A Beautiful Mess

 I’ve been thinking. When I began this blog, I vowed to keep my posts upbeat and positive. I mean who wants to read blog posts about someone always moaning and groaning about his or her problems. Yet, this is a journey blog, and I realize that no one’s journey rides high all the time. As we travel our paths, we encounter peaks and valleys, ups and downs, highs and lows, however you choose to call them. Moreover, when I choose the word “courage” as my word for 2014, I committed to have the courage to be vulnerable at times–even if it is uncomfortable. This is one of those times.

Lately, I’ve felt very down. It is difficult to think, write and even meditate. I can’t even blame it on Seasonal Affective Disorder–it’s too early for that and 102° outside. Nevertheless, everything seems so hard. Each day, I wake up and, if truth be told, I would rather pull the covers over my head and meld into the mattress. Unless my fibromyalgia pain is too intense, I fight that urge and, by sheer force of will, drag myself out of bed to face another day. I refuse to fully give in to the sadness, worries and fears or to take the easy road out by wallowing in it for too long. I struggle to remain mindful of the many positive things in my life, and to let go of stress, worries and negative thinking. Sometimes, I am successful. Yet, it is the times that I’m not, that weigh heavily on my mind.

I’ve come to wonder why so many of us believe that feeling sad, fearful, depressed, melancholy or blue is a character flaw? In many cases, we learn to repress our ‘other than’ positive feelings, because they are not desirable in the society in which we live. We are told, directly or indirectly, that doing so exhibits a sign of weakness. In this country, the “pursuit of happiness” that is enshrined in our Declaration of Independence, is misinterpreted to create an inalienable “right to happiness,” which is unsustainable.

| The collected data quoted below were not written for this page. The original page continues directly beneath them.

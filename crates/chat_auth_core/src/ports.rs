//! crates/chat_auth_core/src/ports.rs
//!
//! Defines the service contracts (traits) for the application's core logic.
//! These traits form the boundary of the hexagonal architecture, allowing the core
//! to be independent of specific external implementations like databases or
//! identity providers.

use async_trait::async_trait;
use uuid::Uuid;

use crate::domain::{NewSession, Session, Settings, User, UserIdentity, UserProfileUpdate};

//=========================================================================================
// Generic Port Error and Result Types
//=========================================================================================

/// A generic error type for all port operations.
/// This abstracts away the specific errors from external services (e.g., database, network).
#[derive(Debug, thiserror::Error)]
pub enum PortError {
    #[error("Item not found: {0}")]
    NotFound(String),
    #[error("An unexpected error occurred: {0}")]
    Unexpected(String),
}

/// A convenience type alias for `Result<T, PortError>`.
pub type PortResult<T> = Result<T, PortError>;

//=========================================================================================
// Service Ports (Traits)
//=========================================================================================

/// Collection-style access to the persistent store. Every operation is a
/// single atomic write or read; the reconcilers compose them without a
/// wrapping transaction.
#[async_trait]
pub trait DatabaseService: Send + Sync {
    // --- Users ---
    async fn find_user_by_subject(&self, subject: &str) -> PortResult<Option<User>>;

    async fn find_user_by_id(&self, user_id: Uuid) -> PortResult<Option<User>>;

    async fn update_user_profile(
        &self,
        user_id: Uuid,
        update: &UserProfileUpdate,
    ) -> PortResult<()>;

    /// Inserts a user built from the identity record and returns the
    /// generated user id.
    async fn insert_user(&self, identity: &UserIdentity) -> PortResult<Uuid>;

    // --- Sessions ---
    async fn find_session_by_hash(&self, token_hash: &str) -> PortResult<Option<Session>>;

    async fn find_session_by_id(&self, session_id: Uuid) -> PortResult<Option<Session>>;

    /// Deletes a session row. Deleting a session that does not exist is a
    /// no-op, not an error.
    async fn delete_session(&self, session_id: Uuid) -> PortResult<()>;

    async fn insert_session(&self, session: &NewSession) -> PortResult<Uuid>;

    // --- Settings ---
    /// Re-owns the settings record scoped to an anonymous session, clearing
    /// the anonymous reference. Returns the matched count (0 or 1).
    async fn migrate_settings(&self, anon_session_id: Uuid, user_id: Uuid) -> PortResult<u64>;

    async fn insert_settings(&self, settings: &Settings) -> PortResult<()>;

    // --- Conversations ---
    /// Re-owns all conversations scoped to an anonymous session, clearing the
    /// anonymous reference on each. Returns the number of migrated rows.
    async fn migrate_conversations(
        &self,
        anon_session_id: Uuid,
        user_id: Uuid,
    ) -> PortResult<u64>;
}

/// The external OIDC provider, treated as a black box: it verifies a login
/// callback into a raw claim bag and builds provider-side logout URLs.
#[async_trait]
pub trait IdentityProviderService: Send + Sync {
    /// Exchanges the authorization code from the login callback and returns
    /// the verified claims plus the provider tokens.
    async fn verify_login(&self, code: &str, redirect_uri: &str) -> PortResult<ProviderLogin>;

    /// Builds the provider end-session URL for an RP-initiated logout.
    fn end_session_url(&self, id_token_hint: &str, post_logout_redirect: &str)
        -> PortResult<String>;
}

/// The result of a verified login callback: the untyped claim set for the
/// Claim Validator, plus the tokens the session record stores.
#[derive(Debug, Clone)]
pub struct ProviderLogin {
    pub claims: serde_json::Value,
    pub id_token: String,
    pub access_token: Option<String>,
}
//! services/api/src/adapters/db.rs
//!
//! This module contains the database adapter, which is the concrete implementation
//! of the `DatabaseService` port from the `core` crate. It handles all interactions
//! with the PostgreSQL database using `sqlx`.

use async_trait::async_trait;
use chrono::{DateTime, Utc};
use sqlx::{FromRow, PgPool};
use uuid::Uuid;

use chat_auth_core::domain::{NewSession, Owner, Session, Settings, User, UserProfileUpdate};
use chat_auth_core::ports::{DatabaseService, PortError, PortResult};
use chat_auth_core::UserIdentity;

//=========================================================================================
// The Main Adapter Struct
//=========================================================================================

/// A database adapter that implements the `DatabaseService` port.
#[derive(Clone)]
pub struct DbAdapter {
    pool: PgPool,
}

impl DbAdapter {
    /// Creates a new `DbAdapter`.
    pub fn new(pool: PgPool) -> Self {
        Self { pool }
    }

    /// A helper function to run database migrations at startup.
    pub async fn run_migrations(&self) -> Result<(), sqlx::Error> {
        sqlx::migrate!("./migrations").run(&self.pool).await?;
        Ok(())
    }
}

fn unexpected(e: sqlx::Error) -> PortError {
    PortError::Unexpected(e.to_string())
}

//=========================================================================================
// "Impure" Database Record Structs
//=========================================================================================

#[derive(FromRow)]
struct UserRecord {
    id: Uuid,
    subject: String,
    username: Option<String>,
    name: String,
    email: Option<String>,
    avatar_url: Option<String>,
    is_admin: bool,
    is_early_access: bool,
    created_at: DateTime<Utc>,
    updated_at: DateTime<Utc>,
}

impl UserRecord {
    fn to_domain(self) -> User {
        User {
            id: self.id,
            subject: self.subject,
            username: self.username,
            name: self.name,
            email: self.email,
            avatar_url: self.avatar_url,
            is_admin: self.is_admin,
            is_early_access: self.is_early_access,
            created_at: self.created_at,
            updated_at: self.updated_at,
        }
    }
}

#[derive(FromRow)]
struct SessionRecord {
    id: Uuid,
    token_hash: String,
    // NULL user_id marks an anonymous (pre-login) session.
    user_id: Option<Uuid>,
    created_at: DateTime<Utc>,
    updated_at: DateTime<Utc>,
    expires_at: DateTime<Utc>,
    user_agent: Option<String>,
    ip: Option<String>,
    id_token: Option<String>,
    access_token: Option<String>,
}

impl SessionRecord {
    fn to_domain(self) -> Session {
        let owner = match self.user_id {
            Some(user_id) => Owner::User(user_id),
            None => Owner::AnonymousSession(self.id),
        };
        Session {
            id: self.id,
            token_hash: self.token_hash,
            owner,
            created_at: self.created_at,
            updated_at: self.updated_at,
            expires_at: self.expires_at,
            user_agent: self.user_agent,
            ip: self.ip,
            id_token: self.id_token,
            access_token: self.access_token,
        }
    }
}

const USER_COLUMNS: &str = "id, subject, username, name, email, avatar_url, is_admin, \
                            is_early_access, created_at, updated_at";
const SESSION_COLUMNS: &str = "id, token_hash, user_id, created_at, updated_at, expires_at, \
                               user_agent, ip, id_token, access_token";

//=========================================================================================
// `DatabaseService` Trait Implementation
//=========================================================================================

#[async_trait]
impl DatabaseService for DbAdapter {
    async fn find_user_by_subject(&self, subject: &str) -> PortResult<Option<User>> {
        let record = sqlx::query_as::<_, UserRecord>(&format!(
            "SELECT {USER_COLUMNS} FROM users WHERE subject = $1"
        ))
        .bind(subject)
        .fetch_optional(&self.pool)
        .await
        .map_err(unexpected)?;
        Ok(record.map(UserRecord::to_domain))
    }

    async fn find_user_by_id(&self, user_id: Uuid) -> PortResult<Option<User>> {
        let record = sqlx::query_as::<_, UserRecord>(&format!(
            "SELECT {USER_COLUMNS} FROM users WHERE id = $1"
        ))
        .bind(user_id)
        .fetch_optional(&self.pool)
        .await
        .map_err(unexpected)?;
        Ok(record.map(UserRecord::to_domain))
    }

    async fn update_user_profile(
        &self,
        user_id: Uuid,
        update: &UserProfileUpdate,
    ) -> PortResult<()> {
        let result = sqlx::query(
            "UPDATE users SET username = $1, name = $2, avatar_url = $3, is_admin = $4, \
             is_early_access = $5, updated_at = now() WHERE id = $6",
        )
        .bind(&update.username)
        .bind(&update.name)
        .bind(&update.avatar_url)
        .bind(update.is_admin)
        .bind(update.is_early_access)
        .bind(user_id)
        .execute(&self.pool)
        .await
        .map_err(unexpected)?;

        if result.rows_affected() == 0 {
            return Err(PortError::NotFound(format!("User {} not found", user_id)));
        }
        Ok(())
    }

    async fn insert_user(&self, identity: &UserIdentity) -> PortResult<Uuid> {
        let id = sqlx::query_scalar::<_, Uuid>(
            "INSERT INTO users (id, subject, username, name, email, avatar_url, is_admin, \
             is_early_access, created_at, updated_at) \
             VALUES ($1, $2, $3, $4, $5, $6, $7, $8, now(), now()) RETURNING id",
        )
        .bind(Uuid::new_v4())
        .bind(&identity.subject)
        .bind(&identity.username)
        .bind(&identity.name)
        .bind(&identity.email)
        .bind(&identity.avatar_url)
        .bind(identity.is_admin)
        .bind(identity.is_early_access)
        .fetch_one(&self.pool)
        .await
        .map_err(unexpected)?;
        Ok(id)
    }

    async fn find_session_by_hash(&self, token_hash: &str) -> PortResult<Option<Session>> {
        let record = sqlx::query_as::<_, SessionRecord>(&format!(
            "SELECT {SESSION_COLUMNS} FROM sessions WHERE token_hash = $1"
        ))
        .bind(token_hash)
        .fetch_optional(&self.pool)
        .await
        .map_err(unexpected)?;
        Ok(record.map(SessionRecord::to_domain))
    }

    async fn find_session_by_id(&self, session_id: Uuid) -> PortResult<Option<Session>> {
        let record = sqlx::query_as::<_, SessionRecord>(&format!(
            "SELECT {SESSION_COLUMNS} FROM sessions WHERE id = $1"
        ))
        .bind(session_id)
        .fetch_optional(&self.pool)
        .await
        .map_err(unexpected)?;
        Ok(record.map(SessionRecord::to_domain))
    }

    async fn delete_session(&self, session_id: Uuid) -> PortResult<()> {
        // Zero rows affected is fine; deleting an absent session is a no-op.
        sqlx::query("DELETE FROM sessions WHERE id = $1")
            .bind(session_id)
            .execute(&self.pool)
            .await
            .map_err(unexpected)?;
        Ok(())
    }

    async fn insert_session(&self, session: &NewSession) -> PortResult<Uuid> {
        let id = sqlx::query_scalar::<_, Uuid>(
            "INSERT INTO sessions (id, token_hash, user_id, created_at, updated_at, expires_at, \
             user_agent, ip, id_token, access_token) \
             VALUES ($1, $2, $3, $4, $5, $6, $7, $8, $9, $10) RETURNING id",
        )
        .bind(Uuid::new_v4())
        .bind(&session.token_hash)
        .bind(session.owner.user_id())
        .bind(session.created_at)
        .bind(session.updated_at)
        .bind(session.expires_at)
        .bind(&session.user_agent)
        .bind(&session.ip)
        .bind(&session.id_token)
        .bind(&session.access_token)
        .fetch_one(&self.pool)
        .await
        .map_err(unexpected)?;
        Ok(id)
    }

    async fn migrate_settings(&self, anon_session_id: Uuid, user_id: Uuid) -> PortResult<u64> {
        let result = sqlx::query(
            "UPDATE settings SET user_id = $1, anon_session_id = NULL, updated_at = now() \
             WHERE anon_session_id = $2",
        )
        .bind(user_id)
        .bind(anon_session_id)
        .execute(&self.pool)
        .await
        .map_err(unexpected)?;
        Ok(result.rows_affected())
    }

    async fn insert_settings(&self, settings: &Settings) -> PortResult<()> {
        let (user_id, anon_session_id) = match settings.owner {
            Owner::User(id) => (Some(id), None),
            Owner::AnonymousSession(id) => (None, Some(id)),
        };
        sqlx::query(
            "INSERT INTO settings (id, user_id, anon_session_id, \
             share_conversations_with_model_authors, active_model, custom_prompts, \
             ethics_modal_accepted_at, created_at, updated_at) \
             VALUES ($1, $2, $3, $4, $5, $6, $7, $8, $9)",
        )
        .bind(Uuid::new_v4())
        .bind(user_id)
        .bind(anon_session_id)
        .bind(settings.share_conversations_with_model_authors)
        .bind(&settings.active_model)
        .bind(&settings.custom_prompts)
        .bind(settings.ethics_modal_accepted_at)
        .bind(settings.created_at)
        .bind(settings.updated_at)
        .execute(&self.pool)
        .await
        .map_err(unexpected)?;
        Ok(())
    }

    async fn migrate_conversations(
        &self,
        anon_session_id: Uuid,
        user_id: Uuid,
    ) -> PortResult<u64> {
        let result = sqlx::query(
            "UPDATE conversations SET user_id = $1, anon_session_id = NULL, updated_at = now() \
             WHERE anon_session_id = $2",
        )
        .bind(user_id)
        .bind(anon_session_id)
        .execute(&self.pool)
        .await
        .map_err(unexpected)?;
        Ok(result.rows_affected())
    }
}
//! services/api/src/web/rest.rs
//!
//! Contains the Axum handlers for the REST API endpoints and the master
//! definition for the OpenAPI specification.

use axum::{
    extract::{Extension, State},
    http::StatusCode,
    response::Json,
};
use serde::Serialize;
use tracing::error;
use utoipa::{OpenApi, ToSchema};
use uuid::Uuid;

use crate::web::middleware::RequestSession;
use crate::web::state::AppState;

//=========================================================================================
// OpenAPI Master Definition
//=========================================================================================

#[derive(OpenApi)]
#[openapi(
    paths(
        current_user_handler,
    ),
    components(
        schemas(UserResponse)
    ),
    tags(
        (name = "Chat Auth API", description = "Login, logout and session endpoints.")
    )
)]
pub struct ApiDoc;

//=========================================================================================
// API Response and Payload Structs
//=========================================================================================

/// The authenticated user's profile as exposed to the frontend.
#[derive(Serialize, ToSchema)]
pub struct UserResponse {
    pub id: Uuid,
    pub username: Option<String>,
    pub name: String,
    pub email: Option<String>,
    pub avatar_url: Option<String>,
    pub is_admin: bool,
    pub is_early_access: bool,
}

//=========================================================================================
// REST API Handlers
//=========================================================================================

/// Returns the profile of the currently logged-in user.
///
/// Requires a session cookie that maps to a user-owned session; anonymous
/// sessions get 401 like missing ones.
#[utoipa::path(
    get,
    path = "/user",
    responses(
        (status = 200, description = "The current user", body = UserResponse),
        (status = 401, description = "Not logged in"),
        (status = 500, description = "Internal server error")
    )
)]
pub async fn current_user_handler(
    State(state): State<AppState>,
    Extension(session): Extension<Option<RequestSession>>,
) -> Result<Json<UserResponse>, (StatusCode, String)> {
    let user_id = session
        .and_then(|s| s.user_id)
        .ok_or((StatusCode::UNAUTHORIZED, "Not logged in".to_string()))?;

    let user = state
        .db
        .find_user_by_id(user_id)
        .await
        .map_err(|e| {
            error!(user_id = %user_id, error = %e, "failed to load current user");
            (StatusCode::INTERNAL_SERVER_ERROR, "Failed to load user".to_string())
        })?
        // A session pointing at a deleted user behaves like no session.
        .ok_or((StatusCode::UNAUTHORIZED, "Not logged in".to_string()))?;

    Ok(Json(UserResponse {
        id: user.id,
        username: user.username,
        name: user.name,
        email: user.email,
        avatar_url: user.avatar_url,
        is_admin: user.is_admin,
        is_early_access: user.is_early_access,
    }))
}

In general, many of us, are uncomfortable and at a loss for words in the company of those who acknowledge their unhappiness. Generally, when we ask, “How are you doing?,” we are merely being polite and not expecting to hear an honest assessment of one’s state of mind. At the earliest opportunity, we run away as if in the presence of a contagious disease that is sure to overtake us. As a result, out of shame or a perceived weakness, people feel as though they must hide their unhappiness.

Even more worrisome is the fact that often, those feeling sad, depressed or out of sorts, do everything that they can to run away from the negative feelings. I mean, who wants to acknowledge and subject themselves to thoughts and feelings that they’d rather deny. Doing so, is not an easy thing to do, and it takes courage and strength to embrace those feelings and accept them as a part of who we are.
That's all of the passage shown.